第26話 メイドでご奉仕
抵抗虚しく下着を脱がされた俺だったが、そこは熟練の妖精族のメイドさん達。羞恥心を感じてしまう前に、あっという間に別の物を、一瞬で穿かせてくれた。普通の人サイズの人の着替えも、どうやら慣れている様だ。
「これは・・・海パン!? いや、でも普通の布製か・・・。」
肌触りは俺達が現実世界で使っている水着とは異なり、普通の布の様だったが、トランクスタイプの白い海水パンツの様な物を穿かされた。
「その湯浴み着は、皆さんに差し上げますので、宜しければ今後もお使い下さい。 では、どうぞこちらへ。」
どうやらこれは湯浴み着の様で、プレゼントしてもらえる様だ。
「ありがとう。」
俺はお礼を言いながら、リリィ達メイドさんに付いて行く。
「・・・。」
「んっ? 皆さん・・・?」
「んん・・・。」
皆さんという言葉に引っ掛かりを覚えた俺だったが、木漏れ日が照らす森の中を出た所で、より一層の光が差し、眩しさで俺は目を瞑った。
「んっ・・・。」
そうして俺はゆっくりと目を開ける。
「んん!? み、皆!! そ、その恰好はっ!?」
なんと湖の畔の水浴び場には、ぎりぎり透けない位ではあるものの、とても薄い白の湯浴み着を着た女性陣が待っていた。普段の皆の服装等もセクシーさであったり、可愛さがあったが、この服装はそれとはまた違った刺激的な装いだ。
「カイト~! 早く~!」
「エメリィは手を振りながら跳ねているため、白の湯浴み着越しに胸がポヨンポヨンと弾んでいる。 白い肌にメリハリのある体のラインが、よりセクシーさを上げているな。」
「・・・。」
「ルビアルカは気絶してしまった羞恥心からか、赤面し俯いてモジモジしている。 だがそれにより、大きな胸が寄せられて、エロさがあるな。」
『お兄ちゃ~ん!』
「ククルとクルルは、小柄でスレンダーな体系。 肌が小麦色のため、白い湯浴み着と合わせると、とても可愛いな。」
皆に呼ばれながらに、俺は一瞬でそんな事を考えてしまっていた。
「お待たせ!」
自然と俺の声は、今の姿の皆を見れた嬉しさで弾む。
「・・・。」
「セクシーだなんて~。 カイトったら・・・。」
「カイトあんた・・・。 エロさって・・・。」
『お兄ちゃんが可愛いって!!』
「あ、あれ?」
どうやら先ほど考えていた事は、全て口に出していた様だ。皆は頬を上気させ、嬉しそうにもじもじしている。

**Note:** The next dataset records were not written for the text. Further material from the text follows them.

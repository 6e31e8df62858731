//! Application state shared across components (web, ingestion scheduler).

use dashmap::DashMap;
use serde::Serialize;
use std::sync::Arc;
use std::time::Instant;
use ts_rs::TS;

use crate::data::store::RecordStore;
use crate::fanout::EventHub;
use crate::ingest::poller::RecentCache;

/// Health status of a service.
#[derive(Debug, Clone, Serialize, PartialEq, TS)]
#[serde(rename_all = "lowercase")]
#[ts(export)]
pub enum ServiceStatus {
    Starting,
    Active,
    Disabled,
    Error,
}

/// A timestamped status entry for a service.
#[derive(Debug, Clone)]
pub struct StatusEntry {
    pub status: ServiceStatus,
    pub updated_at: Instant,
}

/// Thread-safe registry for services to self-report their health status.
#[derive(Debug, Clone, Default)]
pub struct ServiceStatusRegistry {
    inner: Arc<DashMap<String, StatusEntry>>,
}

impl ServiceStatusRegistry {
    /// Creates a new empty registry.
    pub fn new() -> Self {
        Self::default()
    }

    /// Inserts or updates the status for a named service.
    pub fn set(&self, name: &str, status: ServiceStatus) {
        self.inner.insert(
            name.to_owned(),
            StatusEntry {
                status,
                updated_at: Instant::now(),
            },
        );
    }

    /// Returns the current status of a named service, if present.
    pub fn get(&self, name: &str) -> Option<ServiceStatus> {
        self.inner.get(name).map(|entry| entry.status.clone())
    }

    /// Returns a snapshot of all service statuses with the seconds since each last changed.
    pub fn all(&self) -> Vec<(String, ServiceStatus, u64)> {
        self.inner
            .iter()
            .map(|entry| {
                (
                    entry.key().clone(),
                    entry.value().status.clone(),
                    entry.value().updated_at.elapsed().as_secs(),
                )
            })
            .collect()
    }
}

#[derive(Clone)]
pub struct AppState {
    pub store: Arc<dyn RecordStore>,
    pub hub: EventHub,
    pub recent: RecentCache,
    pub service_statuses: ServiceStatusRegistry,
}

impl AppState {
    pub fn new(store: Arc<dyn RecordStore>, hub: EventHub, recent: RecentCache) -> Self {
        Self {
            store,
            hub,
            recent,
            service_statuses: ServiceStatusRegistry::new(),
        }
    }
}
//! Postgres-backed [`RecordStore`].

use async_trait::async_trait;
use chrono::{DateTime, Utc};
use sqlx::PgPool;

use crate::data::models::{
    CandidateRecord, Category, Gender, Location, MissingPerson, RecordStatus, ReportSource,
};
use crate::data::store::{InsertOutcome, RecordStore, StoreError};

#[derive(Debug, sqlx::FromRow)]
struct RecordRow {
    id: String,
    fingerprint: String,
    name: String,
    age: i32,
    gender: String,
    category: String,
    missing_date: String,
    address: String,
    lat: f64,
    lng: f64,
    location_address: String,
    photo_url: Option<String>,
    description: String,
    clothing: String,
    status: String,
    report_source: String,
    updated_at: DateTime<Utc>,
}

impl TryFrom<RecordRow> for MissingPerson {
    type Error = StoreError;

    fn try_from(row: RecordRow) -> Result<Self, Self::Error> {
        let malformed = |reason: String| StoreError::Malformed {
            id: row.id.clone(),
            reason,
        };

        let gender: Gender = row.gender.parse().map_err(|e| malformed(format!("{e}")))?;
        let category: Category = row.category.parse().map_err(|e| malformed(format!("{e}")))?;
        let status: RecordStatus = row.status.parse().map_err(|e| malformed(format!("{e}")))?;
        let report_source: ReportSource = row
            .report_source
            .parse()
            .map_err(|e| malformed(format!("{e}")))?;
        let age = u32::try_from(row.age)
            .map_err(|_| malformed(format!("negative age {}", row.age)))?;

        Ok(MissingPerson {
            id: row.id,
            fingerprint: row.fingerprint,
            name: row.name,
            age,
            gender,
            category,
            missing_date: row.missing_date,
            address: row.address,
            location: Location {
                lat: row.lat,
                lng: row.lng,
                address: row.location_address,
            },
            photo_url: row.photo_url,
            description: row.description,
            clothing: row.clothing,
            status,
            report_source,
            updated_at: row.updated_at,
        })
    }
}

pub struct PgRecordStore {
    pool: PgPool,
}

impl PgRecordStore {
    pub fn new(pool: PgPool) -> Self {
        Self { pool }
    }
}

#[async_trait]
impl RecordStore for PgRecordStore {
    async fn insert_if_absent(
        &self,
        candidate: &CandidateRecord,
    ) -> Result<InsertOutcome, StoreError> {
        let age = i32::try_from(candidate.age).map_err(|_| StoreError::Rejected {
            id: candidate.source_id.clone(),
            reason: format!("age {} out of range", candidate.age),
        })?;

        let result = sqlx::query(
            r#"
            INSERT INTO missing_persons (
                id, fingerprint, name, age, gender, category, missing_date,
                address, lat, lng, location_address, photo_url, description,
                clothing, status, report_source, updated_at
            )
            VALUES ($1, $2, $3, $4, $5, $6, $7, $8, $9, $10, $11, $12, $13, $14, $15, $16, now())
            ON CONFLICT (id) DO NOTHING
            "#,
        )
        .bind(&candidate.source_id)
        .bind(&candidate.fingerprint)
        .bind(&candidate.name)
        .bind(age)
        .bind(candidate.gender.as_str())
        .bind(candidate.category.as_str())
        .bind(&candidate.missing_date)
        .bind(&candidate.address)
        .bind(candidate.location.lat)
        .bind(candidate.location.lng)
        .bind(&candidate.location.address)
        .bind(&candidate.photo_url)
        .bind(&candidate.description)
        .bind(&candidate.clothing)
        .bind(RecordStatus::Active.as_str())
        .bind(ReportSource::ApiIngested.as_str())
        .execute(&self.pool)
        .await?;

        Ok(if result.rows_affected() == 1 {
            InsertOutcome::Inserted
        } else {
            InsertOutcome::Duplicate
        })
    }

    async fn recent(&self, limit: usize) -> Result<Vec<MissingPerson>, StoreError> {
        let limit = i64::try_from(limit).unwrap_or(i64::MAX);
        let rows: Vec<RecordRow> = sqlx::query_as(
            r#"
            SELECT id, fingerprint, name, age, gender, category, missing_date,
                   address, lat, lng, location_address, photo_url, description,
                   clothing, status, report_source, updated_at
            FROM missing_persons
            ORDER BY updated_at DESC
            LIMIT $1
            "#,
        )
        .bind(limit)
        .fetch_all(&self.pool)
        .await?;

        rows.into_iter().map(MissingPerson::try_from).collect()
    }
}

『さぁ皆さん! 先ずはお体を清めましょう! 私達メイドが、皆様のお体を洗わせて頂きます!』
そう言ったリリィ達メイドさんが、数人係でそれぞれに付いて体を洗い始める。ちなみに皆|《妖精族》サイズの湯浴み着に、メイドのプリムを付けた格好をしている。
『カイト様、如何でしょうか?』
俺にはリリィに、後4人の妖精族のメイドさんが付いていたが、リリィとその内の1人が一緒に具合を聞いてきた。
「あぁ・・・すっごく気持ち・・・良・・・いっ!? えっ!? リリムリアさん!? 何してるんですかっ!?」
何と声を掛けてきたメイドさんの1人は、メイドの格好をしたリリムリアだった。
「うふふっ。 お礼です。」
そうお茶目に言うリリムリア。このルミリア大陸で会った種族の長は、皆懐が深く、寛容で茶目っ気がある様だ。

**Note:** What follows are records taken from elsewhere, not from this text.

//! Coarse geocoding of free-text Korean addresses to city/district centroids.
//!
//! Resolution is substring matching against two static tables. The tables are
//! declared most-specific first, so the first hit is the longest useful match:
//! full metropolitan names, then cities, then provinces, then bare metropolitan
//! short names. District names that exist in more than one city (중구, 동구,
//! 서구, 남구, 북구, 강서구) are left out since a bare match would be a guess.

use crate::data::models::Location;

/// Seoul City Hall, used when nothing in the address is recognized.
pub const DEFAULT_CENTROID: (f64, f64) = (37.5665, 126.9780);

/// A named centroid.
#[derive(Debug, Clone, Copy)]
pub struct Centroid {
    pub name: &'static str,
    pub lat: f64,
    pub lng: f64,
}

const fn c(name: &'static str, lat: f64, lng: f64) -> Centroid {
    Centroid { name, lat, lng }
}

static REGIONS: &[Centroid] = &[
    // Metropolitan and special cities, official names
    c("서울특별시", 37.5665, 126.9780),
    c("부산광역시", 35.1796, 129.0756),
    c("대구광역시", 35.8714, 128.6014),
    c("인천광역시", 37.4563, 126.7052),
    c("광주광역시", 35.1595, 126.8526),
    c("대전광역시", 36.3504, 127.3845),
    c("울산광역시", 35.5384, 129.3114),
    c("세종특별자치시", 36.4800, 127.2890),
    // Cities
    c("수원", 37.2636, 127.0286),
    c("성남", 37.4201, 127.1265),
    c("고양", 37.6584, 126.8320),
    c("용인", 37.2411, 127.1776),
    c("부천", 37.5034, 126.7660),
    c("안산", 37.3219, 126.8309),
    c("안양", 37.3943, 126.9568),
    c("남양주", 37.6360, 127.2165),
    c("화성", 37.1995, 126.8312),
    c("평택", 36.9921, 127.1129),
    c("의정부", 37.7381, 127.0337),
    c("파주", 37.7599, 126.7800),
    c("김포", 37.6153, 126.7156),
    c("춘천", 37.8813, 127.7298),
    c("원주", 37.3422, 127.9202),
    c("청주", 36.6424, 127.4890),
    c("천안", 36.8151, 127.1139),
    c("전주", 35.8242, 127.1480),
    c("포항", 36.0190, 129.3435),
    c("창원", 35.2280, 128.6811),
    c("김해", 35.2285, 128.8894),
    // Provinces
    c("경기도", 37.4138, 127.5183),
    c("경기", 37.4138, 127.5183),
    c("강원", 37.8228, 128.1555),
    c("충청북도", 36.6357, 127.4917),
    c("충북", 36.6357, 127.4917),
    c("충청남도", 36.5184, 126.8000),
    c("충남", 36.5184, 126.8000),
    c("전라북도", 35.7175, 127.1530),
    c("전북", 35.7175, 127.1530),
    c("전라남도", 34.8161, 126.4629),
    c("전남", 34.8161, 126.4629),
    c("경상북도", 36.4919, 128.8889),
    c("경북", 36.4919, 128.8889),
    c("경상남도", 35.4606, 128.2132),
    c("경남", 35.4606, 128.2132),
    c("제주", 33.4996, 126.5312),
    // Metropolitan short names
    c("서울", 37.5665, 126.9780),
    c("부산", 35.1796, 129.0756),
    c("대구", 35.8714, 128.6014),
    c("인천", 37.4563, 126.7052),
    c("광주", 35.1595, 126.8526),
    c("대전", 36.3504, 127.3845),
    c("울산", 35.5384, 129.3114),
    c("세종", 36.4800, 127.2890),
];

static DISTRICTS: &[Centroid] = &[
    // Seoul
    c("종로구", 37.5735, 126.9790),
    c("용산구", 37.5326, 126.9905),
    c("성동구", 37.5634, 127.0369),
    c("광진구", 37.5385, 127.0823),
    c("동대문구", 37.5744, 127.0396),
    c("중랑구", 37.6063, 127.0925),
    c("성북구", 37.5894, 127.0167),
    c("강북구", 37.6396, 127.0257),
    c("도봉구", 37.6688, 127.0471),
    c("노원구", 37.6542, 127.0568),
    c("은평구", 37.6027, 126.9291),
    c("서대문구", 37.5791, 126.9368),
    c("마포구", 37.5663, 126.9019),
    c("양천구", 37.5170, 126.8665),
    c("구로구", 37.4954, 126.8874),
    c("금천구", 37.4569, 126.8955),
    c("영등포구", 37.5264, 126.8962),
    c("동작구", 37.5124, 126.9393),
    c("관악구", 37.4784, 126.9516),
    c("서초구", 37.4837, 127.0324),
    c("강남구", 37.5172, 127.0473),
    c("송파구", 37.5145, 127.1066),
    c("강동구", 37.5301, 127.1238),
    // Busan
    c("해운대구", 35.1631, 129.1636),
    c("부산진구", 35.1629, 129.0532),
    c("동래구", 35.2049, 129.0837),
    c("사하구", 35.1046, 128.9749),
    c("금정구", 35.2429, 129.0922),
    c("연제구", 35.1762, 129.0799),
    c("수영구", 35.1455, 129.1133),
    c("사상구", 35.1527, 128.9910),
    c("영도구", 35.0911, 129.0679),
    c("기장군", 35.2445, 129.2222),
    // Incheon
    c("연수구", 37.4103, 126.6783),
    c("남동구", 37.4473, 126.7314),
    c("부평구", 37.5070, 126.7219),
    c("계양구", 37.5372, 126.7376),
    c("미추홀구", 37.4635, 126.6506),
    // Daegu
    c("수성구", 35.8581, 128.6306),
    c("달서구", 35.8299, 128.5326),
    // Gyeonggi
    c("분당구", 37.3827, 127.1189),
    c("수지구", 37.3222, 127.0977),
    c("일산동구", 37.6587, 126.7750),
    c("일산서구", 37.6750, 126.7508),
];

/// Resolves address text against immutable region and district tables.
#[derive(Debug, Clone, Copy)]
pub struct AddressResolver {
    regions: &'static [Centroid],
    districts: &'static [Centroid],
    fallback: (f64, f64),
}

impl Default for AddressResolver {
    fn default() -> Self {
        Self {
            regions: REGIONS,
            districts: DISTRICTS,
            fallback: DEFAULT_CENTROID,
        }
    }
}

impl AddressResolver {
    pub fn new() -> Self {
        Self::default()
    }

    /// Resolve `address` to a centroid. Always returns a location; the
    /// returned `address` is the input text, not the matched table name.
    ///
    /// A district match wins over a region match, a region match wins over
    /// the fallback centroid.
    pub fn resolve(&self, address: &str) -> Location {
        let (lat, lng) = match self.find(self.regions, address) {
            Some(region) => self
                .find(self.districts, address)
                .map_or((region.lat, region.lng), |d| (d.lat, d.lng)),
            None => self
                .find(self.districts, address)
                .map_or(self.fallback, |d| (d.lat, d.lng)),
        };

        Location {
            lat,
            lng,
            address: address.to_string(),
        }
    }

    fn find(&self, table: &'static [Centroid], address: &str) -> Option<&'static Centroid> {
        table.iter().find(|entry| address.contains(entry.name))
    }
}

「はぁ・・・ビックリしました・・・。 けど、嬉しいです。リリムリアさんもリリィさんも、他のメイドの皆も大人っぽくて、すごく美人揃いだ。 男としては嬉しい限りです。」
俺は本心からの言葉を、体を洗ってくれている《妖精族》の皆に伝える。
「カイト様は、やはり種族など関係無く、人を見る事が出来るのですね。 そんな処が皆に好かれるのでしょう。」
そう言ってくれるリリムリア含め、俺の言葉を聞いていたリリィに3人のメイドさん達は、皆頬を染めて嬉しそうに奉仕を続けてくれる。
「さぁお綺麗になりましたよ。 カイト様。 後はあちらの湖で、皆様とお愉しみ下さい。」
そう言って《妖精族》の皆が、俺達を送り出してくれるのであった。